Diagram of facial swelling measurement. a The distance from the corner of the mouth to the earlobe on the extraction side. b The distance from the earlobe to the mandibular angle. c The distance from the external canthus to the mandibular angle. Calculating the facial measurement distance (X) according to formula X = [(a + b)/2 + c]/2, the X value was taken as the average value of facial measurements in millimeters in three times. And then calculating the facial swelling percentage = [postoperative facial measurement distance (X1)—preoperative facial measurement distance (X0)] / preoperative facial measurement distance (X0) * 100%

The facial swelling was assessed according to the facial swelling percentage, and the criteria were: Grade 0, swelling area < 3%; Grade I, swelling area 3 to 6%; Grade II, swelling area 6 to 12%; Grade III, swelling area > 12%. we considered Grade 0 and Grade I as light facial swelling while Grade II and Grade III as heavy.

Grading criteria for trismus

The distance between the incisal margins of the maxillary and mandibular central incisors is measured with vernier calipers. Grade 0, spacing > 2.5 cm; Grade I spacing 2–2.5 cm; Grade II, spacing 1–2 cm; Grade III, spacing < 1 cm. In statistics, we considered Grade 0 and Grade I as light trismus while Grade II and Grade III as heavy.

Sample size

The sample size estimation was based according to the active pain intensity 24 h after operation. Our preliminary study found that the mean VAS of the group C and the group D were 4.55 ± 0.98 and 3.90 ± 0.74 (10 patients each group). A power analysis was done with the use of G* Power 3.1.9.7 software and an effect size of d = 0.75 was calculated.

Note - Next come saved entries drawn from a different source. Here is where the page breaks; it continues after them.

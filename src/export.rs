use crate::error::Result;
use crate::results::BrochureOutput;
use crate::utils::slugify;
use pulldown_cmark::{Options, Parser, html};
use std::fs;
use std::path::{Path, PathBuf};

const HTML_STYLE: &str = "body{font-family:system-ui,-apple-system,'Segoe UI',Roboto,sans-serif;\
max-width:860px;margin:2rem auto;padding:0 1rem;line-height:1.6;color:#1f2933}\
h1,h2,h3{line-height:1.25;color:#102a43}h1{border-bottom:2px solid #d9e2ec;padding-bottom:.3rem}\
a{color:#2f6fde}blockquote{margin:1rem 0;padding:.5rem 1rem;border-left:4px solid #9fb3c8;\
color:#486581;background:#f0f4f8}hr{border:0;border-top:1px solid #d9e2ec;margin:2rem 0}\
code{background:#f0f4f8;padding:.1rem .3rem;border-radius:3px}";

/// Render Markdown into a standalone, styled HTML5 page
pub fn render_html(markdown: &str, title: &str) -> String {
    let parser = Parser::new_ext(markdown, Options::ENABLE_TABLES | Options::ENABLE_STRIKETHROUGH);
    let mut body = String::new();
    html::push_html(&mut body, parser);

    format!(
        "<!DOCTYPE html>\n<html lang=\"en\">\n<head>\n<meta charset=\"utf-8\">\n\
         <meta name=\"viewport\" content=\"width=device-width, initial-scale=1\">\n\
         <title>{}</title>\n<style>{}</style>\n</head>\n<body>\n{}</body>\n</html>\n",
        escape_html(title),
        HTML_STYLE,
        body
    )
}

/// Write Markdown to `path`, creating parent directories
pub fn save_markdown(path: &Path, markdown: &str) -> Result<()> {
    if let Some(parent) = path.parent() {
        fs::create_dir_all(parent)?;
    }
    fs::write(path, markdown)?;
    ::log::info!("Saved {}", path.display());
    Ok(())
}

/// Write Markdown rendered as HTML to `path`
pub fn export_html(path: &Path, markdown: &str, title: &str) -> Result<()> {
    if let Some(parent) = path.parent() {
        fs::create_dir_all(parent)?;
    }
    fs::write(path, render_html(markdown, title))?;
    ::log::info!("Exported {}", path.display());
    Ok(())
}

/// Write every file for a run into `out_dir`
///
/// `<slug>_brochure.md` always, `<slug>_brochure.html` with `html`, and the
/// same pair with a `_<language>` suffix for a translation.
pub fn write_outputs(out_dir: &Path, output: &BrochureOutput, html: bool) -> Result<Vec<PathBuf>> {
    let stem = format!("{}_brochure", slugify(&output.company_name));
    let title = format!("{} brochure", output.company_name);

    let mut documents = vec![(stem.clone(), output.markdown.as_str())];
    if let Some((language, translated)) = &output.translation {
        documents.push((format!("{}_{}", stem, slugify(language)), translated.as_str()));
    }

    let mut written = Vec::new();
    for (name, markdown) in documents {
        let md_path = out_dir.join(format!("{name}.md"));
        save_markdown(&md_path, markdown)?;
        written.push(md_path);

        if html {
            let html_path = out_dir.join(format!("{name}.html"));
            export_html(&html_path, markdown, &title)?;
            written.push(html_path);
        }
    }
    Ok(written)
}

fn escape_html(text: &str) -> String {
    text.replace('&', "&amp;")
        .replace('<', "&lt;")
        .replace('>', "&gt;")
        .replace('"', "&quot;")
}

A sample size of 48 per group to achieve a power of 95% and a type I error of 5%. To compensate for the possibility of dropout, we eventually recruited a total of 120 patients.

Statistical analyses

All statistical analyses were performed with SPSS version 20. The Shapiro–Wilk test was applied to assess the normality of the data. To verify the homogeneity of variance, a Levene test was conducted. Quantitative variables with Gaussian distribution were presented as the mean ± standard deviation (SD) or mean with 95% confidence intervals and nonparametric data as a median and interquartile range (IQR). The statistical significance of differences between groups was analysed using the independent t-test to the variables with Gaussian distribution, and analysis of Mann–Whitney U test was used to analyse the non-parametric values. We conducted a linear mixed model (LMM) analysis to compare the difference of postoperative pain between two groups as we performed repeated measurements at different time points postoperatively. Occurrence of painful event was performed with a median with range by Graphpad prism 6.0 and analysed by Mann–Whitney U test. Categorical variables were expressed as number (proportion) and analysed by Pearson χ2 test or Fisher exact test, such as ASA classifications, gender, facial swelling and mouth opening level. All figures were plotted with Graphpad prism 6.0 statistical software. A statistically significant difference was determined at a P value < 0.05.

Results

Patient characteristics

A total of 150 patients were recruited for this study. However, 30 patients were excluded due to failure to meet the inclusion criteria or patient refusal (Fig. 2). The demographic data and ASA status were compared among the two groups. We found no statistically significant differences in the demographic data among the two groups (P > 0.05, Table 1).

Fig. 2
figure 2

CONSORT diagram of patients recruitment. Flow diagram describing the 150 (120) subjects who completed the study protocol

Table 1 Demographic data and surgery-related information

Postoperative pain intensity and occurrence of painful event

The results showed that there were significant statistical differences between the two groups both at rest (F = 16.8, P < 0.0001) and during mobilization (F = 21.7, P < 0.0001), which indicated that patients in group D had significant lower postoperative pain scores than group C (Fig. 3).

Fig. 3
figure 3

Comparison of postoperative VAS scores between the two groups. Values were expressed as as a median and interquartile range with error bars above, and analyzed with a linear mixed model analysis. We set the patient as the subject and the measurements at different time points postoperatively as the repetition factor, groups and postoperative time points were conducted as fixed effects while patient's intercept were conducted as the random effect. A The VAS score at rest in the two groups of patients during postoperative period. The degree of postoperative pain intensity reached the maximum at 6 h after operation, and then decreased slowly as time goes on. The analysis results showed that there was a significant statistical difference in postoperative pain between the two groups (P < 0.0001). B The VAS score during mobilization in the two groups of patients during postoperative period. LMM analysis showed that there was a significant statistical difference between the two groups (P < 0.0001). Abbreviations: VAS = Visual Analogue Scale; Group D, dexamethasone group; Group C, control group

Similarly, we calculated the percentage of occurrence of painful event (VAS score > 3) during 48 h after surgery and found that in group D was significantly lower than in group C both at rest {[0% (0%, 0%)] vs [0% (0%, 20%), p = 0.0014} and during mobilization {[80% (40%, 100%)] vs [100% (100%, 100%), p < 0.0001}.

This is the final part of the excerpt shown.